> _DATA_:
---
//! Answer submission and the one-shot supplemental generation round.
//!
//! A round fires at most once per course: the `has_auto_gen_triggered` flag is claimed
//! atomically before any work starts and handed back if the round fails.

use serde::Serialize;
use uuid::Uuid;

use super::units::CONTEXT_SAMPLE_GAMES;
use super::{titles, CourseRound, Pipeline, RoundOutcome};
use crate::error::{PipelineError, Result};
use crate::models::{
    Course, CourseStatus, GeneratedGame, GeneratedUnit, SubmitAnswerReq, Unit, UnitProgress, UnitStatus,
};
use crate::notify::CourseEvent;

#[derive(Serialize, Debug, Clone, PartialEq)]
#[serde(tag = "status", rename_all = "snake_case")]
pub enum AutoGenStatus {
    NotTriggered,
    #[serde(rename_all = "camelCase")]
    Completed { units_added: usize, games_added: usize },
    Failed { error: String },
}

#[derive(Serialize, Debug, Clone)]
#[serde(rename_all = "camelCase")]
pub struct AnswerOutcome {
    pub correct: bool,
    pub progress: Option<UnitProgress>,
    /// Completed games over total games in the course, as a percentage.
    pub course_progress: f64,
    pub auto_generation: AutoGenStatus,
}

pub fn aggregate_progress(completed: i64, total: i64) -> f64 {
    if total <= 0 {
        return 0.0;
    }
    (completed as f64 * 100.0 / total as f64).min(100.0)
}

impl Pipeline {
    /// Check an answer, record progress when it is correct and evaluate the trigger.
    ///
    /// A failed supplemental round is reported in the outcome; the answer itself still counts.
    #[tracing::instrument(skip_all, fields(%game_id, player = %req.player_id))]
    pub async fn submit_answer(&self, game_id: Uuid, req: SubmitAnswerReq) -> Result<AnswerOutcome> {
        if req.player_id.trim().is_empty() {
            return Err(PipelineError::validation("playerId is required"));
        }
        let (game, course_id) = self
            .store
            .get_game(game_id)
            .await?
            .ok_or_else(|| PipelineError::NotFound(format!("game {game_id}")))?;

        let correct = game.content.is_correct(&req.answer);
        let progress = if correct {
            let unit_total = self.store.list_games(game.unit_id).await?.len() as i32;
            Some(
                self.store
                    .record_progress(&req.player_id, game.unit_id, unit_total)
                    .await?,
            )
        } else {
            self.store.get_progress(&req.player_id, game.unit_id).await?
        };

        let course = self
            .store
            .get_course(course_id)
            .await?
            .ok_or_else(|| PipelineError::NotFound(format!("course {course_id}")))?;
        let completed = self.store.completed_games(course_id, &req.player_id).await?;
        let course_progress = aggregate_progress(completed, course.total_games as i64);

        let auto_generation = if correct {
            match self.maybe_auto_generate(&course, course_progress).await {
                Ok(Some(outcome)) => AutoGenStatus::Completed {
                    units_added: outcome.units_ready,
                    games_added: outcome.games_inserted,
                },
                Ok(None) => AutoGenStatus::NotTriggered,
                Err(e) => AutoGenStatus::Failed { error: e.to_string() },
            }
        } else {
            AutoGenStatus::NotTriggered
        };

        Ok(AnswerOutcome {
            correct,
            progress,
            course_progress,
            auto_generation,
        })
    }

    /// Fire the supplemental round when the course is eligible and `progress` has reached
    /// its threshold. `Ok(None)` means nothing fired (not eligible, or another caller won).
    pub async fn maybe_auto_generate(&self, course: &Course, progress: f64) -> Result<Option<RoundOutcome>> {
        if !course.auto_gen_enabled
            || course.has_auto_gen_triggered
            || course.status != CourseStatus::Ready
            || progress < course.auto_gen_threshold as f64
        {
            return Ok(None);
        }
        if !self.store.try_claim_auto_gen(course.id).await? {
            tracing::debug!(course_id = %course.id, "auto-generation already claimed");
            return Ok(None);
        }
        tracing::info!(course_id = %course.id, progress, "auto-generation triggered");

        match self.run_additional_round(course).await {
            Ok(outcome) => Ok(Some(outcome)),
            Err(e) => {
                tracing::warn!(course_id = %course.id, error = %e, "auto-generation failed");
                if let Err(release) = self.store.release_auto_gen(course.id).await {
                    tracing::error!(course_id = %course.id, error = %release, "failed to release auto-generation claim");
                }
                Err(PipelineError::AutoGeneration(Box::new(e)))
            }
        }
    }

    async fn run_additional_round(&self, course: &Course) -> Result<RoundOutcome> {
        let unit_count = self.settings.additional_units;
        let resources = self.store.list_resources(course.id).await?;
        let material = self.prepare_material(resources).await;

        let course_units = self.store.list_units(course.id).await?;
        let existing: Vec<String> = course_units.iter().map(|u| u.title.clone()).collect();
        let context = self.earlier_units(&course_units).await?;
        let outlines = titles::generate_unit_outlines(&self.client, &material, unit_count, &existing).await?;

        let start = self
            .store
            .max_order_index(course.id)
            .await?
            .map_or(0, |max| max + 1);
        let units = self.insert_shells(course.id, start, &outlines).await?;
        let unit_ids: Vec<Uuid> = units.iter().map(|u| u.id).collect();

        let round = CourseRound {
            course_id: course.id,
            metadata: titles::CourseMetadata {
                title: course.title.clone(),
                description: course.description.clone(),
            },
            material,
            units,
            games_per_unit: course.games_per_unit.max(1) as usize,
            strategy: self.settings.strategy,
            context,
        };
        let outcome = self.generate_games(&round).await;

        if outcome.games_inserted == 0 {
            self.store.delete_units(course.id, &unit_ids).await?;
            return Err(PipelineError::validation("supplemental round produced no games"));
        }
        self.notifier
            .publish(course.id, CourseEvent::GenerationComplete { course_id: course.id });
        Ok(outcome)
    }

    /// Ready units with a couple of their games, in course order.
    async fn earlier_units(&self, course_units: &[Unit]) -> Result<Vec<GeneratedUnit>> {
        let mut context = Vec::new();
        for unit in course_units.iter().filter(|u| u.status == UnitStatus::Ready) {
            let games = self.store.list_games(unit.id).await?;
            context.push(GeneratedUnit {
                title: unit.title.clone(),
                games: games
                    .into_iter()
                    .take(CONTEXT_SAMPLE_GAMES)
                    .map(|g| GeneratedGame {
                        title: g.title,
                        difficulty_level: g.difficulty_level,
                        content: g.content,
                    })
                    .collect(),
            });
        }
        Ok(context)
    }
}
---
> _ASSIGNED TASK_: Return all lines of the material that have "GeneratedGame" in them.

> _EXERCISE SOLUTION_:
    Course, CourseStatus, GeneratedGame, GeneratedUnit, SubmitAnswerReq, Unit, UnitProgress, UnitStatus,
                    .map(|g| GeneratedGame {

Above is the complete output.